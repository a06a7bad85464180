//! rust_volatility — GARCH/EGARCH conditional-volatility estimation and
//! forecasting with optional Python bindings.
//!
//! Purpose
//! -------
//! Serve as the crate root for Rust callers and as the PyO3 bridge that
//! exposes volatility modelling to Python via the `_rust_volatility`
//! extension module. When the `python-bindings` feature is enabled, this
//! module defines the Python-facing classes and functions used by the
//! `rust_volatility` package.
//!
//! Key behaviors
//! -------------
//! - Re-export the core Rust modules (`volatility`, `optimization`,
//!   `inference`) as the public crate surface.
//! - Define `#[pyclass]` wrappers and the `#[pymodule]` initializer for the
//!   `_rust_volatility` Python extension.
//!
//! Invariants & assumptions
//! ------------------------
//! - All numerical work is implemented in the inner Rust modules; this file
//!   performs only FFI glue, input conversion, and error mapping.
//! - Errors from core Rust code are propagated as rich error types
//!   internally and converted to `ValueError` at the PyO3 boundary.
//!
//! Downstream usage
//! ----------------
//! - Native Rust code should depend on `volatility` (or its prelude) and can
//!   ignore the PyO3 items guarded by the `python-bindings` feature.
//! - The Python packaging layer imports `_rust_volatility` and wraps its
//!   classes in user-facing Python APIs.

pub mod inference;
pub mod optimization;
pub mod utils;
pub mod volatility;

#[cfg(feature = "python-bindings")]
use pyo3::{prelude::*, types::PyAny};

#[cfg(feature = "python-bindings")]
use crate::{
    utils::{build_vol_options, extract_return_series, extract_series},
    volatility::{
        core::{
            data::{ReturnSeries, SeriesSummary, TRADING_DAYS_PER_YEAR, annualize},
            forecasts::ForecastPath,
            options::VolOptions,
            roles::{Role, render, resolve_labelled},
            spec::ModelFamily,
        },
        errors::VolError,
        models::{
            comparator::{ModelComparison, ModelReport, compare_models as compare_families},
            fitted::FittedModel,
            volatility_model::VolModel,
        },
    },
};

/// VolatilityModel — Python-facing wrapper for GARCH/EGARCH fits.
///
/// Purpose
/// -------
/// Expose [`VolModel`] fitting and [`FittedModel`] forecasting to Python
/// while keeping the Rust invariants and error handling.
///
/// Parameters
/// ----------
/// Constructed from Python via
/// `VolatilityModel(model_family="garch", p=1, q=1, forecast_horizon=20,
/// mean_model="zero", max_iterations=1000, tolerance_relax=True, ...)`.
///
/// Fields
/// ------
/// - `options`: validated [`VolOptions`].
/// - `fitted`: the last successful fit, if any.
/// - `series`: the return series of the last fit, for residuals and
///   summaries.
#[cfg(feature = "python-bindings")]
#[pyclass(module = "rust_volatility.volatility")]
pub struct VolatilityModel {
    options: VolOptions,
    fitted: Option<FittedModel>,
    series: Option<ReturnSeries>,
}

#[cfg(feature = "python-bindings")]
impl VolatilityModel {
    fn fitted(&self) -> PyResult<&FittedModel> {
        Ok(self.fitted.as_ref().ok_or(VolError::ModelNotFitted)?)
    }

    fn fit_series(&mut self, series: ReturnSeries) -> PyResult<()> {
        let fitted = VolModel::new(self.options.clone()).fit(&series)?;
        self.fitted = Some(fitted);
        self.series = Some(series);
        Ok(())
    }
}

····················

:: TASK PROMPT ::
Say how many lines in the entries contain the string "FittedModel", and leave out everything else.

:: OUTPUT ::
4